Les lignes de fuite de l’organisation internationale
Dans une série d’articles publiés au début des années 1970, John Ruggie revient sur la vision alors dominante de l’organisation internationale qui, inspirée d’une tradition rationaliste, rousseauiste et kantienne, prend la forme d’une pyramide hiérarchisée, fondée sur des principes universels et régissant des unités étatiques clairement délimitées, mais tournées vers une intégration croissante. Il souligne combien cette représentation est historiquement fausse, y compris pour les États modernes eux-mêmes, dont la genèse ne résulte pas d’une agrégation ordonnée d’unités, mais d’un enchevêtrement complexe d’entités traversées de clivages religieux, doctrinaux et de conflits endémiques. Plutôt qu’une hiérarchie pyramidale, l’ordre international que dessine Ruggie relève davantage d’un espace discontinu, asymétrique et transversal, où les relations entre unités sont façonnées par des interdépendances fonctionnelles variées, spécifiques à certaines questions, et non par une logique d’intégration linéaire. L’espace politique international ne se réduit pas pour autant à celui de la fragmentation entre ses unités : il constitue un « point de référence pour le comportement, qui distingue les unités par la différenciation autant qu’il les associe par contiguïté » (Ruggie, 1972 : 87). L’autorité publique ne s’y déploie pas sous la forme d’une organisation surplombant les États mais prend la forme d’espaces de comportements (behavior-spaces), où le degré d’association entre les Etats est à la fois contingent et discontinu, et dans lesquels les clivages nets ou les blocs homogènes tendent à s’effacer au profit de réponses différenciées selon les enjeux.

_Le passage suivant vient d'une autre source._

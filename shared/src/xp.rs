use std::collections::BTreeSet;

use chrono::NaiveDate;
use serde::{Deserialize, Serialize};

use crate::{activity_dates, calculate_streak, ActivityEvent, ActivityKind, ACTION_OPENED};

pub const XP_PER_COMMIT: u64 = 5;
pub const XP_PULL_REQUEST_OPENED: u64 = 20;
pub const XP_ISSUE_OPENED: u64 = 10;
pub const XP_CREATE: u64 = 5;
pub const XP_OTHER: u64 = 1;

pub const XP_PER_LEVEL_STEP: u64 = 100;

pub fn event_xp(kind: &ActivityKind) -> u64 {
    match kind {
        ActivityKind::Push { commits } => XP_PER_COMMIT * u64::from((*commits).max(1)),
        ActivityKind::PullRequest { action } if action == ACTION_OPENED => XP_PULL_REQUEST_OPENED,
        ActivityKind::Issue { action } if action == ACTION_OPENED => XP_ISSUE_OPENED,
        ActivityKind::PullRequest { .. } | ActivityKind::Issue { .. } => 0,
        ActivityKind::Create => XP_CREATE,
        ActivityKind::Other { .. } => XP_OTHER,
    }
}

pub fn total_xp<'a>(events: impl IntoIterator<Item = &'a ActivityEvent>) -> u64 {
    events.into_iter().map(|event| event_xp(&event.kind)).sum()
}

/// Level 1 at 0 XP, then one level per square step: 100, 400, 900, ...
pub fn level(xp: u64) -> u32 {
    let steps = xp / XP_PER_LEVEL_STEP;
    let mut root = (steps as f64).sqrt() as u64;
    // Float sqrt can be off by one for large values.
    while root * root > steps {
        root -= 1;
    }
    while (root + 1) * (root + 1) <= steps {
        root += 1;
    }
    1 + root as u32
}

#[derive(Debug, Clone, PartialEq, Eq, Default, Serialize, Deserialize)]
pub struct DerivedProgress {
    pub xp_delta: u64,
    pub streak: u32,
    pub activity_dates: BTreeSet<NaiveDate>,
}

/// Derives XP and streak from a batch of events as of `today` (UTC).
pub fn derive_progress(events: &[ActivityEvent], today: NaiveDate) -> DerivedProgress {
    let activity_dates = activity_dates(events);
    DerivedProgress {
        xp_delta: total_xp(events),
        streak: calculate_streak(&activity_dates, today),
        activity_dates,
    }
}
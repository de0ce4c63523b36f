use chrono::{DateTime, Utc};
use serde::{Deserialize, Serialize};
use shared::ActivityType;

#[derive(
    Debug, Clone, Copy, PartialEq, Eq, Serialize, Deserialize, strum::Display, strum::EnumString,
)]
#[serde(rename_all = "SCREAMING_SNAKE_CASE")]
#[strum(serialize_all = "SCREAMING_SNAKE_CASE")]
pub enum SquadRole {
    Admin,
    Member,
}

#[derive(Debug, Clone, sqlx::FromRow, Serialize, Deserialize)]
pub struct UserRecord {
    pub id: i32,
    pub login: String,
    pub name: Option<String>,
    pub avatar: Option<String>,
    pub bio: Option<String>,
    pub xp: i64,
    pub streak: i32,
    pub best_streak: i32,
    pub last_event_at: Option<DateTime<Utc>>,
    pub last_event_id: Option<String>,
    pub created_at: DateTime<Utc>,
    pub updated_at: Option<DateTime<Utc>>,
}

/// The part of a user the sync run reads and writes.
#[derive(Debug, Clone, PartialEq, Eq, sqlx::FromRow, Serialize, Deserialize)]
pub struct UserProgress {
    pub login: String,
    pub xp: i64,
    pub streak: i32,
    pub best_streak: i32,
    pub last_event_at: Option<DateTime<Utc>>,
    pub last_event_id: Option<String>,
    pub updated_at: Option<DateTime<Utc>>,
}

impl From<&UserRecord> for UserProgress {
    fn from(user: &UserRecord) -> Self {
        Self {
            login: user.login.clone(),
            xp: user.xp,
            streak: user.streak,
            best_streak: user.best_streak,
            last_event_at: user.last_event_at,
            last_event_id: user.last_event_id.clone(),
            updated_at: user.updated_at,
        }
    }
}

/// Absolute values written back by a sync run.
#[derive(Debug, Clone, PartialEq, Eq)]
pub struct ProgressPatch {
    pub xp: i64,
    pub streak: i32,
    pub best_streak: i32,
    pub last_event_at: Option<DateTime<Utc>>,
    pub last_event_id: Option<String>,
}

#[derive(Debug, Clone, Default, Deserialize)]
pub struct NewUser {
    pub login: String,
    pub name: Option<String>,
    pub avatar: Option<String>,
    pub bio: Option<String>,
}

#[derive(Debug, Clone, PartialEq, Eq)]
pub struct NewActivity {
    pub login: String,
    pub activity_type: ActivityType,
    pub repository: String,
    pub date: DateTime<Utc>,
    pub xp_earned: i64,
}

#[derive(Debug, Clone, sqlx::FromRow, Serialize, Deserialize)]
pub struct ActivityRecord {
    pub activity_type: String,
    pub repository: String,
    pub date: DateTime<Utc>,
    pub xp_earned: i64,
}

#[derive(Debug, Clone, sqlx::FromRow, Serialize, Deserialize)]
pub struct ActivityTypeCount {
    pub activity_type: String,
    pub count: i64,
}

#[derive(Debug, Clone, sqlx::FromRow, Serialize, Deserialize)]
pub struct LeaderboardRecord {
    pub login: String,
    pub name: Option<String>,
    pub avatar: Option<String>,
    pub xp: i64,
    pub streak: i32,
    pub place: i64,
}

#[derive(Debug, Clone, Default, sqlx::FromRow, Serialize, Deserialize)]
pub struct Statistics {
    pub users: i64,
    pub total_xp: i64,
    pub activities: i64,
}

#[derive(Debug, Clone, Deserialize)]
pub struct NewSquad {
    pub name: String,
    pub description: Option<String>,
    pub is_private: bool,
}

#[derive(Debug, Clone, sqlx::FromRow, Serialize, Deserialize)]
pub struct SquadRecord {
    pub id: i32,
    pub name: String,
    pub description: Option<String>,
    pub invite_code: String,
    pub is_private: bool,
    pub created_at: DateTime<Utc>,
    pub member_count: i64,
}

#[derive(Debug, Clone, sqlx::FromRow, Serialize, Deserialize)]
pub struct MySquadRecord {
    #[sqlx(flatten)]
    pub squad: SquadRecord,
    pub role: String,
}

#[derive(Debug, Clone, sqlx::FromRow, Serialize, Deserialize)]
pub struct SquadMemberRecord {
    pub login: String,
    pub name: Option<String>,
    pub avatar: Option<String>,
    pub xp: i64,
    pub streak: i32,
    pub role: String,
    pub joined_at: DateTime<Utc>,
}

#[derive(Debug, Clone, Serialize, Deserialize)]
pub struct SquadDetailsRecord {
    pub squad: SquadRecord,
    pub members: Vec<SquadMemberRecord>,
}

#[derive(Debug, Clone)]
pub enum JoinResult {
    Joined { squad_id: i32, role: SquadRole },
    InvalidCode,
    AlreadyMember,
    UnknownUser,
}
use std::sync::Arc;

use gitrats_server::{
    db::Storage,
    sync::{SyncContext, SyncReport},
};
use rocket::{serde::json::Json, State};

/// Failures are logged and reported as an empty run.
#[utoipa::path(context_path = "/api/sync", responses(
    (status = 200, description = "Sync the user's recent GitHub activity now", body = SyncReport)
))]
#[post("/<username>")]
pub async fn sync_user(
    username: &str,
    storage: &State<Arc<dyn Storage>>,
    context: &State<SyncContext>,
) -> Json<SyncReport> {
    let syncer = context.syncer(storage.inner().clone());
    Json(syncer.sync_logged(username).await)
}

pub fn stage() -> rocket::fairing::AdHoc {
    rocket::fairing::AdHoc::on_ignite("Installing sync entrypoints", |rocket| async {
        rocket.mount("/api/sync", rocket::routes![sync_user])
    })
}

Dans un article paru en 1975 et traitant des développements technologiques et scientifiques d’alors, John Ruggie met en lumière l’autonomie limitée des États sur ces enjeux globaux : « la zone d’imprévisibilité du comportement de l’État est circonscrite, les relations complexes s’inscrivent dans le cadre d’attentes mutuelles et les compétences juridictionnelles sont attribuées à divers acteurs autres que l’État » (Ruggie, 1975 : 559). Ces contraintes ne reposent cependant pas sur un fort degré de formalisation. Elles relèvent et façonnent plus globalement ce que les spécialistes des relations internationales appellent des « régimes internationaux » entendus comme des « ensemble(s) d’attentes mutuelles, de règles et de règlements, de plans, d’énergies organisationnelles et d’engagements financiers, qui ont été acceptés par un groupe d’États » (Ruggie, 1975 : 570). Parce qu’ils ne relèvent pas d’un transfert d’autorité à une instance supranationale et centralisée, ces régimes internationaux présentent cependant des degrés d’institutionnalisation variables : « l’institutionnalisation de l’autorité a lieu au niveau de l’État, car les normes de conformité à la collectivité sont intégrées dans les déterminants du comportement national et parce que la compétence n’est pas transférée à une autre entité, mais est exercée collectivement par les États » (Ruggie, 1975 : 581). Tandis que la théorie de la stabilité hégémonique (incarnée par la place prééminente des États-Unis) gagne en puissance, l’effectivité de ces institutions reste toutefois débattue : peut-elle se dispenser du leadership d’un État qui serait à même d’en établir les normes constitutives et de s’assurer de leur application (Krasner, 1983) ? Tout en reconnaissant que les ressources de l’hégémon peuvent contribuer à la stabilité des régimes, John Ruggie entend soustraire leur analyse à la seule métrique de la puissance et, dissocie, pour ce faire, les structures du pouvoir et le « but social légitime » qui les sous-tend : les régimes internationaux « ne sont pas de simples émanations de la répartition sous-jacente du pouvoir entre les États, mais représentent une fusion du pouvoir et de l’objectif social légitime » (Ruggie, 1982 : 404).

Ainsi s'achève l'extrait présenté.